Uranyl-modified TiO2 for complete photocatalytic oxidation of volatile organic compounds under UV and visible light

Three commercially available TiO2 powder photocatalysts and additional one synthesized in laboratory via the modification of anatase TiO2 with uranyl nitrate (5 wt%) have been studied in the complete oxidation of several VOCs under UV (367 nm) and visible (450 nm) light. The kinetic curves for VOC removal, intermediate formation, and final product accumulation are presented in the paper and discussed in detail. The TiO2 modification with uranyl ions (UO22+) provides the ability for photocatalyst to absorb visible light with wavelength up to 500 nm.

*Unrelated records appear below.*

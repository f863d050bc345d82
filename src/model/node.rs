use glam::{Mat4, Quat, Vec3};

/// Handle into a [`SceneGraph`]. Only the graph hands these out.
#[derive(Debug, Clone, Copy, PartialEq, Eq, Hash)]
pub struct NodeId(usize);

#[derive(Debug, Clone, Copy, PartialEq)]
pub struct Transform {
    pub translation: Vec3,
    pub rotation: Quat,
    pub scale: Vec3,
}

impl Transform {
    pub const IDENTITY: Self = Self {
        translation: Vec3::ZERO,
        rotation: Quat::IDENTITY,
        scale: Vec3::ONE,
    };

    pub fn from_translation(translation: Vec3) -> Self {
        Self { translation, ..Self::IDENTITY }
    }

    pub fn with_rotation(mut self, rotation: Quat) -> Self {
        self.rotation = rotation;
        self
    }

    pub fn with_scale(mut self, scale: Vec3) -> Self {
        self.scale = scale;
        self
    }

    /// Local matrix: scale, then rotate, then translate.
    pub fn matrix(&self) -> Mat4 {
        Mat4::from_scale_rotation_translation(self.scale, self.rotation, self.translation)
    }
}

impl Default for Transform {
    fn default() -> Self {
        Self::IDENTITY
    }
}

/// Flat surface color, RGBA in 0..=1
#[derive(Debug, Clone, Copy, PartialEq)]
pub struct Material {
    pub color: [f32; 4],
}

impl Material {
    pub const fn rgb(r: f32, g: f32, b: f32) -> Self {
        Self { color: [r, g, b, 1.0] }
    }

    /// `0xRRGGBB` as used for the scene palette
    pub fn from_hex(hex: u32) -> Self {
        let r = ((hex >> 16) & 0xff) as f32 / 255.0;
        let g = ((hex >> 8) & 0xff) as f32 / 255.0;
        let b = (hex & 0xff) as f32 / 255.0;
        Self::rgb(r, g, b)
    }
}

/// Primitive geometry attached to a node, in node-local units.
/// Cylinders stand along local +Y, centered on the origin.
#[derive(Debug, Clone, Copy, PartialEq)]
pub enum Shape {
    Sphere { radius: f32 },
    Box { size: Vec3 },
    Cylinder { radius_top: f32, radius_bottom: f32, height: f32 },
}

#[derive(Debug, Clone)]
pub struct Node {
    pub name: &'static str,
    pub transform: Transform,
    pub shape: Option<Shape>,
    pub material: Option<Material>,
    parent: Option<NodeId>,
    children: Vec<NodeId>,
}

impl Node {
    /// A bare grouping node with no geometry
    pub fn group(name: &'static str, transform: Transform) -> Self {
        Self {
            name,
            transform,
            shape: None,
            material: None,
            parent: None,
            children: Vec::new(),
        }
    }

    pub fn mesh(name: &'static str, transform: Transform, shape: Shape, material: Material) -> Self {
        Self {
            shape: Some(shape),
            material: Some(material),
            ..Self::group(name, transform)
        }
    }

    pub fn parent(&self) -> Option<NodeId> {
        self.parent
    }

    pub fn children(&self) -> &[NodeId] {
        &self.children
    }
}

/// Arena-backed transform hierarchy. Nodes are never removed, so every
/// `NodeId` handed out stays valid for the lifetime of the graph.
#[derive(Debug, Clone, Default)]
pub struct SceneGraph {
    nodes: Vec<Node>,
}

impl SceneGraph {
    pub fn new() -> Self {
        Self { nodes: Vec::new() }
    }

    pub fn len(&self) -> usize {
        self.nodes.len()
    }

    pub fn is_empty(&self) -> bool {
        self.nodes.is_empty()
    }

    pub fn add_root(&mut self, node: Node) -> NodeId {
        let id = NodeId(self.nodes.len());
        self.nodes.push(Node { parent: None, ..node });
        id
    }

    pub fn add_child(&mut self, parent: NodeId, node: Node) -> NodeId {
        let id = NodeId(self.nodes.len());
        self.nodes.push(Node { parent: Some(parent), ..node });
        self.nodes[parent.0].children.push(id);
        id
    }

    pub fn node(&self, id: NodeId) -> &Node {
        &self.nodes[id.0]
    }

    pub fn node_mut(&mut self, id: NodeId) -> &mut Node {
        &mut self.nodes[id.0]
    }

    pub fn transform(&self, id: NodeId) -> &Transform {
        &self.nodes[id.0].transform
    }

    pub fn transform_mut(&mut self, id: NodeId) -> &mut Transform {
        &mut self.nodes[id.0].transform
    }

    pub fn iter(&self) -> impl Iterator<Item = (NodeId, &Node)> {
        self.nodes.iter().enumerate().map(|(i, n)| (NodeId(i), n))
    }

    /// Nodes that carry geometry, in insertion order
    pub fn drawables(&self) -> impl Iterator<Item = (NodeId, &Node)> {
        self.iter().filter(|(_, n)| n.shape.is_some())
    }

    /// Accumulated transform from the root down to `id`
    pub fn world_matrix(&self, id: NodeId) -> Mat4 {
        let mut matrix = self.nodes[id.0].transform.matrix();
        let mut current = self.nodes[id.0].parent;
        while let Some(parent) = current {
            let node = &self.nodes[parent.0];
            matrix = node.transform.matrix() * matrix;
            current = node.parent;
        }
        matrix
    }

    pub fn world_position(&self, id: NodeId) -> Vec3 {
        self.world_matrix(id).transform_point3(Vec3::ZERO)
    }
}

#[cfg(test)]
mod tests {
    use super::*;
    use std::f32::consts::FRAC_PI_2;

    fn approx(a: Vec3, b: Vec3) -> bool {
        (a - b).length() < 1e-4
    }

    #[test]
    fn test_world_position_of_root_is_translation() {
        let mut graph = SceneGraph::new();
        let root = graph.add_root(Node::group("root", Transform::from_translation(Vec3::new(3.0, 4.0, 5.0))));
        assert_eq!(graph.world_position(root), Vec3::new(3.0, 4.0, 5.0));
    }

    #[test]
    fn test_world_position_through_rotated_parent() {
        let mut graph = SceneGraph::new();
        // Parent turned so local +Z points down
        let rig = graph.add_root(Node::group(
            "rig",
            Transform::from_translation(Vec3::new(10.0, 50.0, 0.0)).with_rotation(Quat::from_rotation_x(FRAC_PI_2)),
        ));
        let child = graph.add_child(rig, Node::group("child", Transform::from_translation(Vec3::new(0.0, 0.0, 20.0))));

        assert!(approx(graph.world_position(child), Vec3::new(10.0, 30.0, 0.0)));
    }

    #[test]
    fn test_world_position_through_scaled_chain() {
        let mut graph = SceneGraph::new();
        let root = graph.add_root(Node::group("root", Transform::IDENTITY.with_scale(Vec3::splat(2.0))));
        let mid = graph.add_child(root, Node::group("mid", Transform::from_translation(Vec3::new(1.0, 0.0, 0.0))));
        let leaf = graph.add_child(mid, Node::group("leaf", Transform::from_translation(Vec3::new(0.0, 1.0, 0.0))));

        // local offsets are doubled by the scaled root
        assert!(approx(graph.world_position(leaf), Vec3::new(2.0, 2.0, 0.0)));
    }

    #[test]
    fn test_children_and_drawables() {
        let mut graph = SceneGraph::new();
        let root = graph.add_root(Node::group("root", Transform::IDENTITY));
        let a = graph.add_child(
            root,
            Node::mesh("a", Transform::IDENTITY, Shape::Sphere { radius: 1.0 }, Material::rgb(1.0, 0.0, 0.0)),
        );
        let b = graph.add_child(root, Node::group("b", Transform::IDENTITY));

        assert_eq!(graph.node(root).children(), &[a, b]);
        assert_eq!(graph.node(a).parent(), Some(root));
        let drawn: Vec<NodeId> = graph.drawables().map(|(id, _)| id).collect();
        assert_eq!(drawn, vec![a]);
    }

    #[test]
    fn test_material_from_hex() {
        let m = Material::from_hex(0xff8000);
        assert_eq!(m.color[0], 1.0);
        assert!((m.color[1] - 128.0 / 255.0).abs() < 1e-6);
        assert_eq!(m.color[2], 0.0);
        assert_eq!(m.color[3], 1.0);
    }
}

The photocatalytic activity of the uranyl-modified TiO2 under visible light was up to 56 times higher than the activity of one of the best visible light sensitive commercial photocatalysts, KRONOClean® 7000 from Kronos Worldwide Inc. The complete oxidation of all the tested pollutants occurred over UO22+/TiO2 both under UV and visible light. The formation of gaseous intermediates was observed for certain types of VOC, but the intermediates were further completely oxidized to carbon oxides and water under long-term irradiation. The kinetic regularities of PCO process under visible light were similar to the process under UV except somewhat prolonged kinetics due to lower photonic efficiency of light utilization in the visible spectral range.